Summarized, the principal secret treaties among the allies, or sub-divisions of the
allies, are given below. They must be borne in mind if the King-Crane report is to be
understood.
Ever since the days of Peter the Great, Russia had coveted Constantinople, so, in March,
1915, by a series of three notes exchanged between Russia, France and Great Britain,
Constantinople was promised to Russia, after the allies had won the war. The other allies
were to have compensations elsewhere in Turkey, and Britain was also to be given the
"neutral zone" in Persia, with its rich petroleum perquisites This treaty also
provided for independent rule of the Moslem holy cities, and, if possible, the caliphate
was to be taken away from the Turks. By it Britain abandoned her historic policy of
nursing "The Sick Man of Europe." When the Revolutionists came into power in
Russia they renounced this treaty and made a battle-cry of the phrase, "No
annexations and no contributions (indemnities)."
Most sordid and cynical and shameless of all the secret treaties, and described by Mr.
Balfour at one of the Peace Conference sessions in a cynical and sardonic speech that is
perhaps unmatched in the annals of friendly international negotiations, was "The
Treaty of London," signed in April, 1915. This was Italy's price for entering the
war.

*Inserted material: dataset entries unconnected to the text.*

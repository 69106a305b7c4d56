//! Subcommand handlers.

use std::fmt;
use std::path::{Path, PathBuf};

use site_localizer::config::{self, Config};
use site_localizer::dom::{ApplyReport, Document};
use site_localizer::i18n::{
    FileStore, LocalizeError, Localizer, MemoryStore, PREFERRED_LANGUAGE_KEY, PreferenceStore,
    is_valid_locale_format, resolve_initial_locale,
};
use site_localizer::selector::SELECTOR_CLASS;
use site_localizer::util::lock;

use crate::args::utils::make_source;

/// Failure of a subcommand.
#[derive(Debug)]
pub enum CliError {
    /// Reading or writing a page failed.
    Io {
        /// File involved.
        path: PathBuf,
        /// Underlying error.
        source: std::io::Error,
    },
    /// Report serialization failed.
    Json(serde_json::Error),
    /// The localizer reported an error.
    Localize(LocalizeError),
}

impl fmt::Display for CliError {
    fn fmt(&self, f: &mut fmt::Formatter<'_>) -> fmt::Result {
        match self {
            Self::Io { path, source } => write!(f, "{}: {source}", path.display()),
            Self::Json(err) => write!(f, "failed to serialize report: {err}"),
            Self::Localize(err) => write!(f, "{err}"),
        }
    }
}

impl std::error::Error for CliError {
    fn source(&self) -> Option<&(dyn std::error::Error + 'static)> {
        match self {
            Self::Io { source, .. } => Some(source),
            Self::Json(err) => Some(err),
            Self::Localize(err) => Some(err),
        }
    }
}

impl From<LocalizeError> for CliError {
    fn from(value: LocalizeError) -> Self {
        Self::Localize(value)
    }
}

impl From<serde_json::Error> for CliError {
    fn from(value: serde_json::Error) -> Self {
        Self::Json(value)
    }
}

/// Preference file shared by every subcommand.
fn preference_file() -> FileStore {
    FileStore::new(config::preferences_path())
}

/// What: Build an in-memory store seeded with the persisted preference.
///
/// Output:
/// - Store for read-only commands, so loading never rewrites the preference file
fn scratch_store() -> MemoryStore {
    match preference_file().get(PREFERRED_LANGUAGE_KEY) {
        Ok(Some(locale)) => MemoryStore::with_preferred(&locale),
        Ok(None) => MemoryStore::new(),
        Err(e) => {
            tracing::warn!(error = %e, "[Persist] Ignoring unreadable preferences");
            MemoryStore::new()
        }
    }
}

/// What: Translate an HTML page.
///
/// Inputs:
/// - `settings`: Loaded configuration
/// - `page`: HTML file to translate
/// - `lang`: Locale to switch to after initialization
/// - `json`: Print the report as JSON instead of text
/// - `output`: Where to write the translated page
///
/// Output:
/// - `Ok(true)` once the report is printed
///
/// # Errors
/// - `CliError::Io` when the page cannot be read or the output written
/// - `CliError::Localize` when initialization or the switch fails
///
/// Details:
/// - Pages with a locale selector go through the full init sequence; pages
///   without one only load and apply translations.
/// - The preference file is never written.
pub async fn handle_localize(
    settings: &Config,
    page: &Path,
    lang: Option<&str>,
    json: bool,
    output: Option<&Path>,
) -> Result<bool, CliError> {
    tracing::info!(page = %page.display(), "Localize requested from CLI");
    let html = tokio::fs::read_to_string(page)
        .await
        .map_err(|source| CliError::Io {
            path: page.to_path_buf(),
            source,
        })?;
    let document = Document::from_html(&html).into_shared();
    let localizer = Localizer::new(settings.clone(), make_source(settings), scratch_store());

    let has_selector = lock(&document).query_class(SELECTOR_CLASS).is_some();
    if has_selector {
        localizer.initialize(document.clone()).await?;
    } else {
        tracing::info!("page has no locale selector; applying translations only");
        localizer
            .load_translations(&localizer.current_locale())
            .await?;
        localizer.attach(document.clone());
    }
    if let Some(lang) = lang {
        localizer.change_language(lang).await?;
    }

    let (report, rendered) = {
        let mut doc = lock(&document);
        let report = localizer.apply_translations(&mut doc);
        (report, doc.to_html())
    };
    if let Some(output) = output {
        tokio::fs::write(output, rendered)
            .await
            .map_err(|source| CliError::Io {
                path: output.to_path_buf(),
                source,
            })?;
        tracing::info!(path = %output.display(), "wrote translated page");
    }

    if json {
        println!("{}", serde_json::to_string_pretty(&report)?);
    } else {
        print!("{}", format_report(&report));
    }
    Ok(true)
}

/// What: Print one translated string.
///
/// Inputs:
/// - `settings`: Loaded configuration
/// - `key`: Dot-delimited key
/// - `lang`: Locale to load; the preferred locale when `None`
///
/// Output:
/// - `Ok(true)` when the key exists, `Ok(false)` when it does not
///
/// # Errors
/// - `CliError::Localize` for malformed codes or when nothing loads
pub async fn handle_lookup(settings: &Config, key: &str, lang: Option<&str>) -> Result<bool, CliError> {
    let localizer = Localizer::new(settings.clone(), make_source(settings), scratch_store());
    let locale = lang.map_or_else(|| localizer.current_locale(), str::to_string);
    if !is_valid_locale_format(&locale) {
        return Err(LocalizeError::InvalidLocale(locale).into());
    }
    localizer.load_translations(&locale).await?;
    match localizer.get_translation(key) {
        Some(value) => {
            println!("{value}");
            Ok(true)
        }
        None => {
            eprintln!(
                "no translation for '{key}' in {}",
                localizer.current_locale()
            );
            Ok(false)
        }
    }
}

/// What: Switch and persist the preferred locale.
///
/// Inputs:
/// - `settings`: Loaded configuration
/// - `code`: Requested locale
///
/// Output:
/// - `Ok(true)` once a locale is active and persisted
///
/// # Errors
/// - `CliError::Localize` for malformed codes or when nothing loads; the
///   previous preference is kept
pub async fn handle_set_language(settings: &Config, code: &str) -> Result<bool, CliError> {
    let localizer = Localizer::new(settings.clone(), make_source(settings), preference_file());
    let active = localizer.change_language(code).await?;
    if active == code {
        println!("{active}");
    } else {
        println!("{active} ({code} unavailable)");
    }
    Ok(true)
}

/// Print the preferred locale, resolved against the configured default.
#[must_use]
pub fn handle_current(settings: &Config) -> bool {
    let stored = match preference_file().get(PREFERRED_LANGUAGE_KEY) {
        Ok(stored) => stored,
        Err(e) => {
            tracing::warn!(error = %e, "[Persist] Ignoring unreadable preferences");
            None
        }
    };
    println!(
        "{}",
        resolve_initial_locale(stored.as_deref(), &settings.default_locale)
    );
    true
}

/// What: Render an apply report as text.
///
/// Output:
/// - One header line per section followed by indented entries
fn format_report(report: &ApplyReport) -> String {
    use std::fmt::Write;

    let mut out = String::new();
    let _ = writeln!(out, "locale: {}", report.locale);
    let _ = writeln!(out, "applied: {}", report.applied.len());
    for applied in &report.applied {
        let _ = writeln!(
            out,
            "  {} <{}> {:?}: {}",
            applied.key, applied.tag, applied.target, applied.value
        );
    }
    let _ = writeln!(out, "missing: {}", report.missing.len());
    for key in &report.missing {
        let _ = writeln!(out, "  {key}");
    }
    out
}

In addition to giving Italy amazing stretches of territory within the Austrian
Empire, and the best port in Albania, and making the Adriatic an Italian lake, plus
territorial extensions in Africa, the treaty awarded the Italians the Dodecanese Islands
in the Aegean, off the shore of Turkey, and territory in Turkey equal to what Britain or
France would get! Incidentally, the Italians demanded a share of the German indemnity, and
a loan from Great Britain of £50,000,000.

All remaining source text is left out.